On December 10, the American Civil Liberties Union (ACLU), along with the ACLU of Northern California and the Stanford Center for Internet and Society, filed a Freedom of Information Act requesting to ask records connected to the government’s use of the All Writs Act to compel device manufacturers to unlock mobile devices and give law enforcement access to the data stored on them. In order to make the public are aware of the complete extent of the government’s use of this statute to attempt such extraordinary authority, the ACLU filed this FOIA request.
Finally, the battle over when law enforcement can compel device manufacturers and other technology companies to go past the security measures on their products have come out in open after years of secrecy. The government’s attempt to get a court order that forced Apple to unlock and provide all the personal data that stored on a passcode-protected iPhone was challenged by Apple last month. While the government cited reasons that the All Writs Act authorizes such an order, in an amicus brief filed by the ACLU they argued that no such thing was done.
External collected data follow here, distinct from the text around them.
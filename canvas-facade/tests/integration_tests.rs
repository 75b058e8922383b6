//! Integration tests for canvas-facade.

use canvas_facade::curve::{flatten_to_vec, FIXED_STEP_SAMPLES};
use canvas_facade::transfer::{get_image_data, put_image_data};
use canvas_facade::{
    resolve_color, Canvas, ColorRgba, CubicBezierParams, ErrorKind, FlatteningMode, PixelBuffer,
    PixelFormat, Point, Rect, RectParams,
};
use rstest::rstest;

fn pixel(ctx: &Canvas, x: i32, y: i32) -> [u8; 4] {
    ctx.get_image_data(x, y, 1, 1).unwrap().pixel(0, 0).unwrap()
}

/// Fill a buffer with a distinct value per byte.
fn patterned_buffer(width: u32, height: u32) -> PixelBuffer {
    let data = (0..width * height * 4)
        .map(|i| if i % 4 == 3 { 255 } else { (i * 7 % 251) as u8 })
        .collect();
    PixelBuffer::from_vec(width, height, PixelFormat::RGBA8, data).unwrap()
}

/// Test rgba() truncates instead of rounding.
#[rstest]
#[case("rgba(1.0, 0.0, 0.0, 1.0)", [255, 0, 0, 255])]
#[case("rgba(0.5, 0.5, 0.5, 0.5)", [127, 127, 127, 127])]
#[case("rgba(0 0.2 1 0)", [0, 51, 255, 0])]
fn test_rgba_truncation(#[case] input: &str, #[case] expected: [u8; 4]) {
    assert_eq!(resolve_color(input).unwrap().to_array(), expected);
}

/// Test keywords resolve like their hex value, case-insensitively.
#[rstest]
#[case("red", "#FF0000")]
#[case("Red", "#ff0000")]
#[case("CornflowerBlue", "#6495ED")]
#[case("transparent", "#00000000")]
fn test_keyword_matches_hex(#[case] keyword: &str, #[case] hex: &str) {
    assert_eq!(resolve_color(keyword).unwrap(), resolve_color(hex).unwrap());
}

/// Test hex colors survive a resolve and re-encode.
#[rstest]
#[case("#1A2B3C")]
#[case("#80FF8000")]
#[case("#000000")]
fn test_hex_round_trip(#[case] hex: &str) {
    assert_eq!(resolve_color(hex).unwrap().to_hex(), hex);
}

/// Test unknown keywords are reported, not defaulted.
#[test]
fn test_unknown_color_name() {
    let err = resolve_color("notacolor").unwrap_err();
    assert_eq!(err.kind(), ErrorKind::UnknownColorName);

    let mut ctx = Canvas::new(10, 10).unwrap();
    let err = ctx.set_fill_style("notacolor").unwrap_err();
    assert_eq!(err.kind(), ErrorKind::UnknownColorName);
}

/// Test packed ARGB input bypasses text parsing.
#[test]
fn test_packed_color_fill() {
    let mut ctx = Canvas::new(10, 10).unwrap();
    ctx.set_fill_style_argb(0xFF00_80FF);
    ctx.fill_rect(&RectParams::new(0.0, 0.0, 10.0, 10.0));
    assert_eq!(pixel(&ctx, 5, 5), [0x00, 0x80, 0xFF, 0xFF]);
    assert_eq!(ColorRgba::from(0xFF00_80FFu32).to_argb_u32(), 0xFF00_80FF);
}

/// Test getImageData followed by putImageData at the same spot is lossless.
#[rstest]
#[case(0, 0, 10, 10)]
#[case(3, 4, 5, 2)]
#[case(9, 9, 1, 1)]
fn test_get_put_round_trip(#[case] x: i32, #[case] y: i32, #[case] w: u32, #[case] h: u32) {
    let mut ctx = Canvas::builder(10, 10).background(None).build().unwrap();
    ctx.put_image_data(&patterned_buffer(10, 10), 0, 0);
    let before = ctx.get_image_data(0, 0, 10, 10).unwrap();

    let region = ctx.get_image_data(x, y, w, h).unwrap();
    ctx.put_image_data(&region, x, y);

    let after = ctx.get_image_data(0, 0, 10, 10).unwrap();
    assert_eq!(before.data(), after.data());
}

/// Test round trips between buffers with different channel orders.
#[test]
fn test_transfer_between_formats() {
    let src = patterned_buffer(6, 4);
    let mut bgra = PixelBuffer::new(6, 4, PixelFormat::BGRA8).unwrap();
    assert_eq!(put_image_data(&mut bgra, &src, 0, 0, None), 24);
    assert_eq!(bgra.pixel(1, 1).map(|[b, g, r, a]| [r, g, b, a]), src.pixel(1, 1));

    let back = get_image_data(&bgra, Rect::new(0, 0, 6, 4), PixelFormat::RGBA8).unwrap();
    assert_eq!(back.data(), src.data());
}

/// Test buffer sizes that overflow are rejected instead of panicking.
#[test]
fn test_oversized_buffers_are_errors() {
    let err = PixelBuffer::new(u32::MAX, u32::MAX, PixelFormat::RGBA8).unwrap_err();
    assert_eq!(err.kind(), ErrorKind::InvalidDimensions);

    let ctx = Canvas::new(10, 10).unwrap();
    let err = ctx.get_image_data(0, 0, u32::MAX, u32::MAX).unwrap_err();
    assert_eq!(err.kind(), ErrorKind::InvalidDimensions);
    let err = ctx.create_image_data(u32::MAX, u32::MAX).unwrap_err();
    assert_eq!(err.kind(), ErrorKind::InvalidDimensions);
}

/// Test a put placed entirely outside the canvas writes nothing.
#[rstest]
#[case(10, 0)]
#[case(0, 10)]
#[case(-4, 0)]
#[case(0, -4)]
#[case(i32::MAX, i32::MAX)]
#[case(i32::MIN, i32::MIN)]
fn test_put_all_outside(#[case] dx: i32, #[case] dy: i32) {
    let mut dest = PixelBuffer::new(10, 10, PixelFormat::RGBA8).unwrap();
    let src = patterned_buffer(4, 4);
    assert_eq!(put_image_data(&mut dest, &src, dx, dy, None), 0);
    assert!(dest.data().iter().all(|&b| b == 0));
}

/// Test a partially overlapping put is clipped to the destination.
#[test]
fn test_put_partial_overlap() {
    let mut dest = PixelBuffer::new(10, 10, PixelFormat::RGBA8).unwrap();
    let src = patterned_buffer(4, 4);
    assert_eq!(put_image_data(&mut dest, &src, -2, 8, None), 4);
    assert_eq!(dest.pixel(0, 8), src.pixel(2, 0));
    assert_eq!(dest.pixel(1, 9), src.pixel(3, 1));
    assert_eq!(dest.pixel(2, 8), Some([0, 0, 0, 0]));
}

/// Test a degenerate cubic collapses to its single point.
#[test]
fn test_degenerate_bezier() {
    let zero = Point::new(0.0, 0.0);
    let samples = flatten_to_vec(&[zero; 4], FlatteningMode::FixedStep);
    assert_eq!(samples.len(), FIXED_STEP_SAMPLES);
    assert!(samples.iter().all(|&p| p == zero));

    let mut ctx = Canvas::new(10, 10).unwrap();
    ctx.move_to(0.0, 0.0);
    ctx.bezier_curve_to(&CubicBezierParams {
        cp1x: 0.0,
        cp1y: 0.0,
        cp2x: 0.0,
        cp2y: 0.0,
        x: 0.0,
        y: 0.0,
    })
    .unwrap();
    assert_eq!(ctx.current_point(), Some(zero));
    ctx.stroke();
}

/// Test both flattening modes produce the same visible curve.
#[rstest]
#[case(FlatteningMode::FixedStep)]
#[case(FlatteningMode::adaptive(0.1))]
fn test_bezier_flattening_modes(#[case] mode: FlatteningMode) {
    let mut ctx = Canvas::builder(220, 120)
        .background(None)
        .flattening(mode)
        .build()
        .unwrap();
    ctx.set_line_width(4.0);
    ctx.begin_path();
    ctx.move_to(20.0, 20.0);
    ctx.bezier_curve_to(&CubicBezierParams {
        cp1x: 20.0,
        cp1y: 100.0,
        cp2x: 200.0,
        cp2y: 100.0,
        x: 200.0,
        y: 20.0,
    })
    .unwrap();
    ctx.stroke();

    assert_eq!(pixel(&ctx, 110, 79)[3], 255);
    assert_eq!(pixel(&ctx, 110, 60)[3], 0);
}

/// Test drawImage from an encoded PNG file.
#[test]
fn test_draw_image_file() {
    let dir = tempfile::tempdir().unwrap();
    let path = dir.path().join("tile.png");
    image::RgbaImage::from_pixel(3, 2, image::Rgba([40, 80, 120, 255]))
        .save(&path)
        .unwrap();

    let mut ctx = Canvas::new(10, 10).unwrap();
    ctx.draw_image_file(&path, 6, 6).unwrap();
    assert_eq!(pixel(&ctx, 6, 6), [40, 80, 120, 255]);
    assert_eq!(pixel(&ctx, 8, 7), [40, 80, 120, 255]);
    assert_eq!(pixel(&ctx, 9, 8), [255, 255, 255, 255]);

    let err = ctx
        .draw_image_file(dir.path().join("missing.png"), 0, 0)
        .unwrap_err();
    assert!(matches!(err.kind(), ErrorKind::Io | ErrorKind::ImageDecode));
}

/// Test saving to PNG and reading the file back.
#[test]
fn test_save_png() {
    let mut ctx = Canvas::new(16, 12).unwrap();
    ctx.set_fill_style("rgba(0.0, 1.0, 0.0, 1.0)").unwrap();
    ctx.fill_rect(&RectParams::new(4.0, 4.0, 8.0, 4.0));

    let dir = tempfile::tempdir().unwrap();
    let path = dir.path().join("out.png");
    ctx.save_png(&path).unwrap();

    let img = image::open(&path).unwrap().to_rgba8();
    assert_eq!(img.dimensions(), (16, 12));
    assert_eq!(img.get_pixel(6, 5).0, [0, 255, 0, 255]);
    assert_eq!(img.get_pixel(0, 0).0, [255, 255, 255, 255]);
}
To give effect to a prior lawful order or an existing grant of authority, the All Writs Act allows a court to issue an order. This has been used for things such as ordering a prisoner be brought before a court. The Act does not let a court to invest law enforcement with investigative tools that has no authorization from Congress — like the extraordinary and unconstitutional conscription of a third party into getting information the third party does not possess or control.
While it is troubling to see the power the government has seeked in Apple’s case, it’s even more disturbing to think that the government, who by its own admission, has invoked it in at least 70 cases successfully.
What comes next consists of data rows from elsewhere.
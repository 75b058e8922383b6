//! Parameter structs for canvas drawing operations.
//!
//! These group the positional arguments of the browser API into named fields.

use crate::curve::Point;

/// Parameters for a circular arc.
#[derive(Debug, Clone, Copy, PartialEq)]
pub struct ArcParams {
    /// X coordinate of the arc center.
    pub x: f32,
    /// Y coordinate of the arc center.
    pub y: f32,
    /// Radius of the arc.
    pub radius: f32,
    /// Starting angle in radians.
    pub start_angle: f32,
    /// Ending angle in radians.
    pub end_angle: f32,
    /// If true, draw arc counterclockwise.
    pub anticlockwise: bool,
}

/// Parameters for a cubic Bezier curve.
#[derive(Debug, Clone, Copy, PartialEq)]
pub struct CubicBezierParams {
    /// First control point X.
    pub cp1x: f32,
    /// First control point Y.
    pub cp1y: f32,
    /// Second control point X.
    pub cp2x: f32,
    /// Second control point Y.
    pub cp2y: f32,
    /// End point X.
    pub x: f32,
    /// End point Y.
    pub y: f32,
}

impl CubicBezierParams {
    pub(crate) fn points(&self) -> [Point; 3] {
        [
            point(self.cp1x, self.cp1y),
            point(self.cp2x, self.cp2y),
            point(self.x, self.y),
        ]
    }
}

/// Parameters for a quadratic Bezier curve.
#[derive(Debug, Clone, Copy, PartialEq)]
pub struct QuadraticBezierParams {
    /// Control point X.
    pub cpx: f32,
    /// Control point Y.
    pub cpy: f32,
    /// End point X.
    pub x: f32,
    /// End point Y.
    pub y: f32,
}

impl QuadraticBezierParams {
    pub(crate) fn points(&self) -> [Point; 2] {
        [point(self.cpx, self.cpy), point(self.x, self.y)]
    }
}

/// Parameters for a rectangle.
#[derive(Debug, Clone, Copy, PartialEq)]
pub struct RectParams {
    /// X coordinate of the rectangle origin.
    pub x: f32,
    /// Y coordinate of the rectangle origin.
    pub y: f32,
    /// Width of the rectangle.
    pub width: f32,
    /// Height of the rectangle.
    pub height: f32,
}

impl RectParams {
    pub const fn new(x: f32, y: f32, width: f32, height: f32) -> Self {
        Self {
            x,
            y,
            width,
            height,
        }
    }

    /// Corners in drawing order, starting at the origin.
    pub(crate) fn corners(&self) -> [(f32, f32); 4] {
        [
            (self.x, self.y),
            (self.x + self.width, self.y),
            (self.x + self.width, self.y + self.height),
            (self.x, self.y + self.height),
        ]
    }
}

/// Parameters for creating a radial gradient.
#[derive(Debug, Clone, Copy, PartialEq)]
pub struct RadialGradientParams {
    /// Inner circle center X.
    pub x0: f32,
    /// Inner circle center Y.
    pub y0: f32,
    /// Inner circle radius.
    pub r0: f32,
    /// Outer circle center X.
    pub x1: f32,
    /// Outer circle center Y.
    pub y1: f32,
    /// Outer circle radius.
    pub r1: f32,
}

fn point(x: f32, y: f32) -> Point {
    Point::new(x as f64, y as f64)
}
The ACLU has filed the FOIA request, as they know very little to nothing about those 70 cases. The government often create a patchwork of public and non-public documents that are very hard to track down and identify, as they attempt to find individual, often sealed orders in cases that are not related. At the time of submission of amicus brief by ACLU, only three cases were known to them in which the government had applied for and obtained an order under the All Writs Act to force a third party to unlock a mobile device. In its brief, the three additional cases were cited by the government in which it had got similar orders. However, the government cited each case as a prototypical example of its use of the All Writs Act to force Apple to unlock a device, while the public had little or no notice that the government had acquired and obtained such an order. Many documents including the government’s reasons and justifications remain under seal for even for the six known cases.
Without regard to the current public debate about whether tech companies are required to build technological “backdoors” into secure devices, the government has used the All Writs Act to get what it wants, as this secrecy is especially insidious.
The law enforcement’s shortcut by way of the All Writs Act should be scrutinized, considering that this debate is ongoing and robust, and that even the Obama administration in the past publicly shelved its pursuit of legislation mandating the creation of backdoors.
The American people need to be provided more knowledge about the government’s parallel and largely hidden effort to put a policy into effect that adopts technology companies into law enforcement work.